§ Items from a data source
//! Request-boundary validation for card identifiers
//!
//! Fields are private to force validation through the constructors; a raw
//! string that reaches the registry has always passed these checks.

use std::fmt;

use super::models::mask_card_number;

#[derive(Debug, Clone, thiserror::Error, PartialEq)]
pub enum ValidationError {
    #[error("Invalid length for {field}: expected {expected}, got {actual}")]
    InvalidLength {
        field: &'static str,
        expected: &'static str,
        actual: usize,
    },

    #[error("Invalid format for {field}: '{value}' (expected: {expected})")]
    InvalidFormat {
        field: &'static str,
        value: String,
        expected: &'static str,
    },
}

/// Validated 16-digit card number.
///
/// Error values carry the masked form only.
#[derive(Debug, Clone, PartialEq, Eq, Hash)]
pub struct CardNumber(String);

impl CardNumber {
    pub fn new(raw: &str) -> Result<Self, ValidationError> {
        let raw = raw.trim();

        if raw.len() != 16 {
            return Err(ValidationError::InvalidLength {
                field: "card_number",
                expected: "16 digits",
                actual: raw.len(),
            });
        }

        if !raw.chars().all(|c| c.is_ascii_digit()) {
            return Err(ValidationError::InvalidFormat {
                field: "card_number",
                value: mask_card_number(raw),
                expected: "16 digits",
            });
        }

        Ok(Self(raw.to_string()))
    }

    pub fn as_str(&self) -> &str {
        &self.0
    }

    pub fn masked(&self) -> String {
        mask_card_number(&self.0)
    }
}

impl fmt::Display for CardNumber {
    /// Displays masked. The raw digits only come out of `as_str`.
    fn fmt(&self, f: &mut fmt::Formatter<'_>) -> fmt::Result {
        write!(f, "{}", self.masked())
    }
}

/// Validated E.164-like phone number: `+` followed by 9 to 15 digits.
#[derive(Debug, Clone, PartialEq, Eq, Hash)]
pub struct Phone(String);

impl Phone {
    pub fn new(raw: &str) -> Result<Self, ValidationError> {
        let raw = raw.trim();

        let digits = match raw.strip_prefix('+') {
            Some(rest) => rest,
            None => {
                return Err(ValidationError::InvalidFormat {
                    field: "phone",
                    value: raw.to_string(),
                    expected: "+<9-15 digits>",
                });
            }
        };

        if !(9..=15).contains(&digits.len()) || !digits.chars().all(|c| c.is_ascii_digit()) {
            return Err(ValidationError::InvalidFormat {
                field: "phone",
                value: raw.to_string(),
                expected: "+<9-15 digits>",
            });
        }

        Ok(Self(raw.to_string()))
    }

    pub fn as_str(&self) -> &str {
        &self.0
    }
}

impl fmt::Display for Phone {
    fn fmt(&self, f: &mut fmt::Formatter<'_>) -> fmt::Result {
        write!(f, "{}", self.0)
    }
}

#[cfg(test)]
mod tests {
    use super::*;

    #[test]
    fn card_number_accepts_16_digits() {
        let n = CardNumber::new("8600123456789012").unwrap();
        assert_eq!(n.as_str(), "8600123456789012");
        assert_eq!(n.masked(), "8600****9012");
    }

    #[test]
    fn card_number_trims_whitespace() {
        let n = CardNumber::new("  8600123456789012  ").unwrap();
        assert_eq!(n.as_str(), "8600123456789012");
    }

    #[test]
    fn card_number_rejects_wrong_length() {
        assert!(CardNumber::new("860012345678901").is_err());
        assert!(CardNumber::new("86001234567890123").is_err());
        assert!(CardNumber::new("").is_err());
    }

    #[test]
    fn card_number_rejects_non_digits() {
        assert!(CardNumber::new("8600-1234-5678-90").is_err());
        assert!(CardNumber::new("86001234567890ab").is_err());
    }

    #[test]
    fn card_number_error_is_masked() {
        let err = CardNumber::new("86001234567890ab").unwrap_err();
        let text = err.to_string();
        assert!(!text.contains("86001234567890ab"), "leaked raw value: {}", text);
        assert!(text.contains("8600****90ab"));
    }

    #[test]
    fn card_number_display_is_masked() {
        let n = CardNumber::new("8600123456789012").unwrap();
        assert_eq!(format!("{}", n), "8600****9012");
    }

    #[test]
    fn phone_accepts_e164_like() {
        assert!(Phone::new("+998901234567").is_ok());
        assert!(Phone::new("+123456789").is_ok());
        assert!(Phone::new("+123456789012345").is_ok());
    }

    #[test]
    fn phone_rejects_bad_shapes() {
        for bad in [
            "998901234567",     // missing plus
            "+99890123",        // too short
            "+1234567890123456", // too long
            "+9989012345ab",
            "",
            "+",
        ] {
            assert!(Phone::new(bad).is_err(), "accepted {:?}", bad);
        }
    }
}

§ Task prompt
Please transcribe all of the entries precisely.

§ Result
//! Request-boundary validation for card identifiers
//!
//! Fields are private to force validation through the constructors; a raw
//! string that reaches the registry has always passed these checks.

use std::fmt;

use super::models::mask_card_number;

#[derive(Debug, Clone, thiserror::Error, PartialEq)]
pub enum ValidationError {
    #[error("Invalid length for {field}: expected {expected}, got {actual}")]
    InvalidLength {
        field: &'static str,
        expected: &'static str,
        actual: usize,
    },

    #[error("Invalid format for {field}: '{value}' (expected: {expected})")]
    InvalidFormat {
        field: &'static str,
        value: String,
        expected: &'static str,
    },
}

/// Validated 16-digit card number.
///
/// Error values carry the masked form only.
#[derive(Debug, Clone, PartialEq, Eq, Hash)]
pub struct CardNumber(String);

impl CardNumber {
    pub fn new(raw: &str) -> Result<Self, ValidationError> {
        let raw = raw.trim();

        if raw.len() != 16 {
            return Err(ValidationError::InvalidLength {
                field: "card_number",
                expected: "16 digits",
                actual: raw.len(),
            });
        }

        if !raw.chars().all(|c| c.is_ascii_digit()) {
            return Err(ValidationError::InvalidFormat {
                field: "card_number",
                value: mask_card_number(raw),
                expected: "16 digits",
            });
        }

        Ok(Self(raw.to_string()))
    }

    pub fn as_str(&self) -> &str {
        &self.0
    }

    pub fn masked(&self) -> String {
        mask_card_number(&self.0)
    }
}

impl fmt::Display for CardNumber {
    /// Displays masked. The raw digits only come out of `as_str`.
    fn fmt(&self, f: &mut fmt::Formatter<'_>) -> fmt::Result {
        write!(f, "{}", self.masked())
    }
}

/// Validated E.164-like phone number: `+` followed by 9 to 15 digits.
#[derive(Debug, Clone, PartialEq, Eq, Hash)]
pub struct Phone(String);

impl Phone {
    pub fn new(raw: &str) -> Result<Self, ValidationError> {
        let raw = raw.trim();

        let digits = match raw.strip_prefix('+') {
            Some(rest) => rest,
            None => {
                return Err(ValidationError::InvalidFormat {
                    field: "phone",
                    value: raw.to_string(),
                    expected: "+<9-15 digits>",
                });
            }
        };

        if !(9..=15).contains(&digits.len()) || !digits.chars().all(|c| c.is_ascii_digit()) {
            return Err(ValidationError::InvalidFormat {
                field: "phone",
                value: raw.to_string(),
                expected: "+<9-15 digits>",
            });
        }

        Ok(Self(raw.to_string()))
    }

    pub fn as_str(&self) -> &str {
        &self.0
    }
}

impl fmt::Display for Phone {
    fn fmt(&self, f: &mut fmt::Formatter<'_>) -> fmt::Result {
        write!(f, "{}", self.0)
    }
}

#[cfg(test)]
mod tests {
    use super::*;

    #[test]
    fn card_number_accepts_16_digits() {
        let n = CardNumber::new("8600123456789012").unwrap();
        assert_eq!(n.as_str(), "8600123456789012");
        assert_eq!(n.masked(), "8600****9012");
    }

    #[test]
    fn card_number_trims_whitespace() {
        let n = CardNumber::new("  8600123456789012  ").unwrap();
        assert_eq!(n.as_str(), "8600123456789012");
    }

    #[test]
    fn card_number_rejects_wrong_length() {
        assert!(CardNumber::new("860012345678901").is_err());
        assert!(CardNumber::new("86001234567890123").is_err());
        assert!(CardNumber::new("").is_err());
    }

    #[test]
    fn card_number_rejects_non_digits() {
        assert!(CardNumber::new("8600-1234-5678-90").is_err());
        assert!(CardNumber::new("86001234567890ab").is_err());
    }

    #[test]
    fn card_number_error_is_masked() {
        let err = CardNumber::new("86001234567890ab").unwrap_err();
        let text = err.to_string();
        assert!(!text.contains("86001234567890ab"), "leaked raw value: {}", text);
        assert!(text.contains("8600****90ab"));
    }

    #[test]
    fn card_number_display_is_masked() {
        let n = CardNumber::new("8600123456789012").unwrap();
        assert_eq!(format!("{}", n), "8600****9012");
    }

    #[test]
    fn phone_accepts_e164_like() {
        assert!(Phone::new("+998901234567").is_ok());
        assert!(Phone::new("+123456789").is_ok());
        assert!(Phone::new("+123456789012345").is_ok());
    }

    #[test]
    fn phone_rejects_bad_shapes() {
        for bad in [
            "998901234567",     // missing plus
            "+99890123",        // too short
            "+1234567890123456", // too long
            "+9989012345ab",
            "",
            "+",
        ] {
            assert!(Phone::new(bad).is_err(), "accepted {:?}", bad);
        }
    }
}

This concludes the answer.